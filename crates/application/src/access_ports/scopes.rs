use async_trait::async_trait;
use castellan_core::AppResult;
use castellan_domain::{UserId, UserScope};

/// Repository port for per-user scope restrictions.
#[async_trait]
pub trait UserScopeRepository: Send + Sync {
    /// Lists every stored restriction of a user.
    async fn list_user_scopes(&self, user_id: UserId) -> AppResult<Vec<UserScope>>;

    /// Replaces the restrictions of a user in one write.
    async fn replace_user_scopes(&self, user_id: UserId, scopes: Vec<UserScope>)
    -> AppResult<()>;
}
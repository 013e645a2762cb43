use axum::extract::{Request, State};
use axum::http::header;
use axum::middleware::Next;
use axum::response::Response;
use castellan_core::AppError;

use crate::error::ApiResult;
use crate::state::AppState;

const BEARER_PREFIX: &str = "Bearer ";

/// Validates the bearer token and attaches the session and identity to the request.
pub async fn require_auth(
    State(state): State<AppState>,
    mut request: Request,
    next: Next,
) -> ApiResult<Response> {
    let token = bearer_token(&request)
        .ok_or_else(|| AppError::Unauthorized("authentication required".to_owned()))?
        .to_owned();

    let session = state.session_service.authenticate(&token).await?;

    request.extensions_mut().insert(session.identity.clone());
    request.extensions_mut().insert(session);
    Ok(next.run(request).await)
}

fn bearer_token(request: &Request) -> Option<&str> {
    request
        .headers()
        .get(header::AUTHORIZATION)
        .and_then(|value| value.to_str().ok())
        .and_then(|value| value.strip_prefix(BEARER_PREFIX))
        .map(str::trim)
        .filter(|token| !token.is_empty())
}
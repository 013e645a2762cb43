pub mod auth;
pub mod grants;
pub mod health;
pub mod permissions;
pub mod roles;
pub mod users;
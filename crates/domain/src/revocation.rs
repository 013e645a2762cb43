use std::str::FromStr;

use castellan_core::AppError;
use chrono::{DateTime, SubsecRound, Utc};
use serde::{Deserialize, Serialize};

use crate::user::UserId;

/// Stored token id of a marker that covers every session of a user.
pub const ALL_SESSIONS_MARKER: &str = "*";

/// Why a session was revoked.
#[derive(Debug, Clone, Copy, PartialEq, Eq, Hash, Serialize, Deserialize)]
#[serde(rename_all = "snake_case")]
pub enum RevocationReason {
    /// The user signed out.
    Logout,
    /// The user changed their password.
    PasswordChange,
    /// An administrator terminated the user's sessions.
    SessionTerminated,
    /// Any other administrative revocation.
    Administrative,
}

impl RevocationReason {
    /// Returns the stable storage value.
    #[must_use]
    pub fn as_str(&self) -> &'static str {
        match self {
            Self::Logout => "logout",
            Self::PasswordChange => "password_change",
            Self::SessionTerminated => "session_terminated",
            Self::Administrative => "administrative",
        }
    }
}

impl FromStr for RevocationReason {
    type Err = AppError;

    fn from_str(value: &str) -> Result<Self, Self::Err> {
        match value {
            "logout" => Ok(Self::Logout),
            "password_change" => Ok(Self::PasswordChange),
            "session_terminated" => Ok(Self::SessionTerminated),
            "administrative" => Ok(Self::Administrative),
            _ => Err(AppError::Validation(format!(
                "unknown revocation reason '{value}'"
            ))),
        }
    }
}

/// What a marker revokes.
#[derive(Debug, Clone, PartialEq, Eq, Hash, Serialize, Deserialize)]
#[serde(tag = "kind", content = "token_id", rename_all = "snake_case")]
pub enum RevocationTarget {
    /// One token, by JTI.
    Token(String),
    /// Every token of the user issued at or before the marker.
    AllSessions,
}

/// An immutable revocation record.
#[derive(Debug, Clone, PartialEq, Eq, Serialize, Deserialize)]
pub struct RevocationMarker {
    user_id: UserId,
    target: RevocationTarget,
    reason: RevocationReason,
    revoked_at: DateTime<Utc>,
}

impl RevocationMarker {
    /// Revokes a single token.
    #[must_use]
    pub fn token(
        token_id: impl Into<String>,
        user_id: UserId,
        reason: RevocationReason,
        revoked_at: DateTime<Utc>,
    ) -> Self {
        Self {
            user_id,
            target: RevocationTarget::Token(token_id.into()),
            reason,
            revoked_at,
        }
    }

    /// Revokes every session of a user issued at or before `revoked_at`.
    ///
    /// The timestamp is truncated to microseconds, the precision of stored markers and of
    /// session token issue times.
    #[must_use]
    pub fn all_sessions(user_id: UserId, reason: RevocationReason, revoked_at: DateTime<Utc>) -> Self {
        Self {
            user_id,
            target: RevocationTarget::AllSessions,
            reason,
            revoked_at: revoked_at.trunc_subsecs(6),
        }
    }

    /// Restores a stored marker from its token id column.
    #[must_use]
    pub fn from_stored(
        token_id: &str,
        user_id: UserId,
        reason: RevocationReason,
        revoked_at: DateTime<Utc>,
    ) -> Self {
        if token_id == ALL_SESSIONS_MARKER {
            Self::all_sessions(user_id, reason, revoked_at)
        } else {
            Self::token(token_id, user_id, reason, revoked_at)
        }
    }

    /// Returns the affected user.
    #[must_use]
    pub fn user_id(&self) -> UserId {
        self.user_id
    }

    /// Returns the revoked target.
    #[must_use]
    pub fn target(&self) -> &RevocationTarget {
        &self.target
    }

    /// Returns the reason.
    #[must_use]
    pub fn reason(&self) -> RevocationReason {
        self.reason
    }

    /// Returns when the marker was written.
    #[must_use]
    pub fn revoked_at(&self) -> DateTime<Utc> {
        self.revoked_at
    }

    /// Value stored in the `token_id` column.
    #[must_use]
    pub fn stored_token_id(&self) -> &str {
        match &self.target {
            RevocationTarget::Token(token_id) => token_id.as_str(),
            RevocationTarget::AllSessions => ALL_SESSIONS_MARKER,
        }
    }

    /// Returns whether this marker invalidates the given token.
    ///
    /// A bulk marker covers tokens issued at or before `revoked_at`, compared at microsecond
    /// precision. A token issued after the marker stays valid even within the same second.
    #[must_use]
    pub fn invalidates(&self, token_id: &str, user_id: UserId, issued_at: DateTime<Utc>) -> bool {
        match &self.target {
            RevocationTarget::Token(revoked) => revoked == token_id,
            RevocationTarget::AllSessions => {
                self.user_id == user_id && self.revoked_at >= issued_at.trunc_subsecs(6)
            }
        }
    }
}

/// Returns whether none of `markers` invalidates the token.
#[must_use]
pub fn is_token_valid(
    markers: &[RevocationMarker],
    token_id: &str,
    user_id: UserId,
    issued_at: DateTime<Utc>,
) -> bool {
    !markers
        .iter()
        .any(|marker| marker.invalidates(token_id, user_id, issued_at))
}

━━━━

What is needed
Would you copy the data exactly as shown above?

Reply to the exercise
filename crates/application/src/access_ports/scopes.rs
use async_trait::async_trait;
use castellan_core::AppResult;
use castellan_domain::{UserId, UserScope};

/// Repository port for per-user scope restrictions.
#[async_trait]
pub trait UserScopeRepository: Send + Sync {
    /// Lists every stored restriction of a user.
    async fn list_user_scopes(&self, user_id: UserId) -> AppResult<Vec<UserScope>>;

    /// Replaces the restrictions of a user in one write.
    async fn replace_user_scopes(&self, user_id: UserId, scopes: Vec<UserScope>)
    -> AppResult<()>;
}
repository 013e645a2762cb43
use axum::extract::{Request, State};
use axum::http::header;
use axum::middleware::Next;
use axum::response::Response;
use castellan_core::AppError;

use crate::error::ApiResult;
use crate::state::AppState;

const BEARER_PREFIX: &str = "Bearer ";

/// Validates the bearer token and attaches the session and identity to the request.
pub async fn require_auth(
    State(state): State<AppState>,
    mut request: Request,
    next: Next,
) -> ApiResult<Response> {
    let token = bearer_token(&request)
        .ok_or_else(|| AppError::Unauthorized("authentication required".to_owned()))?
        .to_owned();

    let session = state.session_service.authenticate(&token).await?;

    request.extensions_mut().insert(session.identity.clone());
    request.extensions_mut().insert(session);
    Ok(next.run(request).await)
}

fn bearer_token(request: &Request) -> Option<&str> {
    request
        .headers()
        .get(header::AUTHORIZATION)
        .and_then(|value| value.to_str().ok())
        .and_then(|value| value.strip_prefix(BEARER_PREFIX))
        .map(str::trim)
        .filter(|token| !token.is_empty())
}
repository 013e645a2762cb43
pub mod auth;
pub mod grants;
pub mod health;
pub mod permissions;
pub mod roles;
pub mod users;
filename crates/domain/src/revocation.rs
repository 013e645a2762cb43
use std::str::FromStr;

use castellan_core::AppError;
use chrono::{DateTime, SubsecRound, Utc};
use serde::{Deserialize, Serialize};

use crate::user::UserId;

/// Stored token id of a marker that covers every session of a user.
pub const ALL_SESSIONS_MARKER: &str = "*";

/// Why a session was revoked.
#[derive(Debug, Clone, Copy, PartialEq, Eq, Hash, Serialize, Deserialize)]
#[serde(rename_all = "snake_case")]
pub enum RevocationReason {
    /// The user signed out.
    Logout,
    /// The user changed their password.
    PasswordChange,
    /// An administrator terminated the user's sessions.
    SessionTerminated,
    /// Any other administrative revocation.
    Administrative,
}

impl RevocationReason {
    /// Returns the stable storage value.
    #[must_use]
    pub fn as_str(&self) -> &'static str {
        match self {
            Self::Logout => "logout",
            Self::PasswordChange => "password_change",
            Self::SessionTerminated => "session_terminated",
            Self::Administrative => "administrative",
        }
    }
}

impl FromStr for RevocationReason {
    type Err = AppError;

    fn from_str(value: &str) -> Result<Self, Self::Err> {
        match value {
            "logout" => Ok(Self::Logout),
            "password_change" => Ok(Self::PasswordChange),
            "session_terminated" => Ok(Self::SessionTerminated),
            "administrative" => Ok(Self::Administrative),
            _ => Err(AppError::Validation(format!(
                "unknown revocation reason '{value}'"
            ))),
        }
    }
}

/// What a marker revokes.
#[derive(Debug, Clone, PartialEq, Eq, Hash, Serialize, Deserialize)]
#[serde(tag = "kind", content = "token_id", rename_all = "snake_case")]
pub enum RevocationTarget {
    /// One token, by JTI.
    Token(String),
    /// Every token of the user issued at or before the marker.
    AllSessions,
}

/// An immutable revocation record.
#[derive(Debug, Clone, PartialEq, Eq, Serialize, Deserialize)]
pub struct RevocationMarker {
    user_id: UserId,
    target: RevocationTarget,
    reason: RevocationReason,
    revoked_at: DateTime<Utc>,
}

impl RevocationMarker {
    /// Revokes a single token.
    #[must_use]
    pub fn token(
        token_id: impl Into<String>,
        user_id: UserId,
        reason: RevocationReason,
        revoked_at: DateTime<Utc>,
    ) -> Self {
        Self {
            user_id,
            target: RevocationTarget::Token(token_id.into()),
            reason,
            revoked_at,
        }
    }

    /// Revokes every session of a user issued at or before `revoked_at`.
    ///
    /// The timestamp is truncated to microseconds, the precision of stored markers and of
    /// session token issue times.
    #[must_use]
    pub fn all_sessions(user_id: UserId, reason: RevocationReason, revoked_at: DateTime<Utc>) -> Self {
        Self {
            user_id,
            target: RevocationTarget::AllSessions,
            reason,
            revoked_at: revoked_at.trunc_subsecs(6),
        }
    }

    /// Restores a stored marker from its token id column.
    #[must_use]
    pub fn from_stored(
        token_id: &str,
        user_id: UserId,
        reason: RevocationReason,
        revoked_at: DateTime<Utc>,
    ) -> Self {
        if token_id == ALL_SESSIONS_MARKER {
            Self::all_sessions(user_id, reason, revoked_at)
        } else {
            Self::token(token_id, user_id, reason, revoked_at)
        }
    }

    /// Returns the affected user.
    #[must_use]
    pub fn user_id(&self) -> UserId {
        self.user_id
    }

    /// Returns the revoked target.
    #[must_use]
    pub fn target(&self) -> &RevocationTarget {
        &self.target
    }

    /// Returns the reason.
    #[must_use]
    pub fn reason(&self) -> RevocationReason {
        self.reason
    }

    /// Returns when the marker was written.
    #[must_use]
    pub fn revoked_at(&self) -> DateTime<Utc> {
        self.revoked_at
    }

    /// Value stored in the `token_id` column.
    #[must_use]
    pub fn stored_token_id(&self) -> &str {
        match &self.target {
            RevocationTarget::Token(token_id) => token_id.as_str(),
            RevocationTarget::AllSessions => ALL_SESSIONS_MARKER,
        }
    }

    /// Returns whether this marker invalidates the given token.
    ///
    /// A bulk marker covers tokens issued at or before `revoked_at`, compared at microsecond
    /// precision. A token issued after the marker stays valid even within the same second.
    #[must_use]
    pub fn invalidates(&self, token_id: &str, user_id: UserId, issued_at: DateTime<Utc>) -> bool {
        match &self.target {
            RevocationTarget::Token(revoked) => revoked == token_id,
            RevocationTarget::AllSessions => {
                self.user_id == user_id && self.revoked_at >= issued_at.trunc_subsecs(6)
            }
        }
    }
}

/// Returns whether none of `markers` invalidates the token.
#[must_use]
pub fn is_token_valid(
    markers: &[RevocationMarker],
    token_id: &str,
    user_id: UserId,
    issued_at: DateTime<Utc>,
) -> bool {
    !markers
        .iter()
        .any(|marker| marker.invalidates(token_id, user_id, issued_at))
}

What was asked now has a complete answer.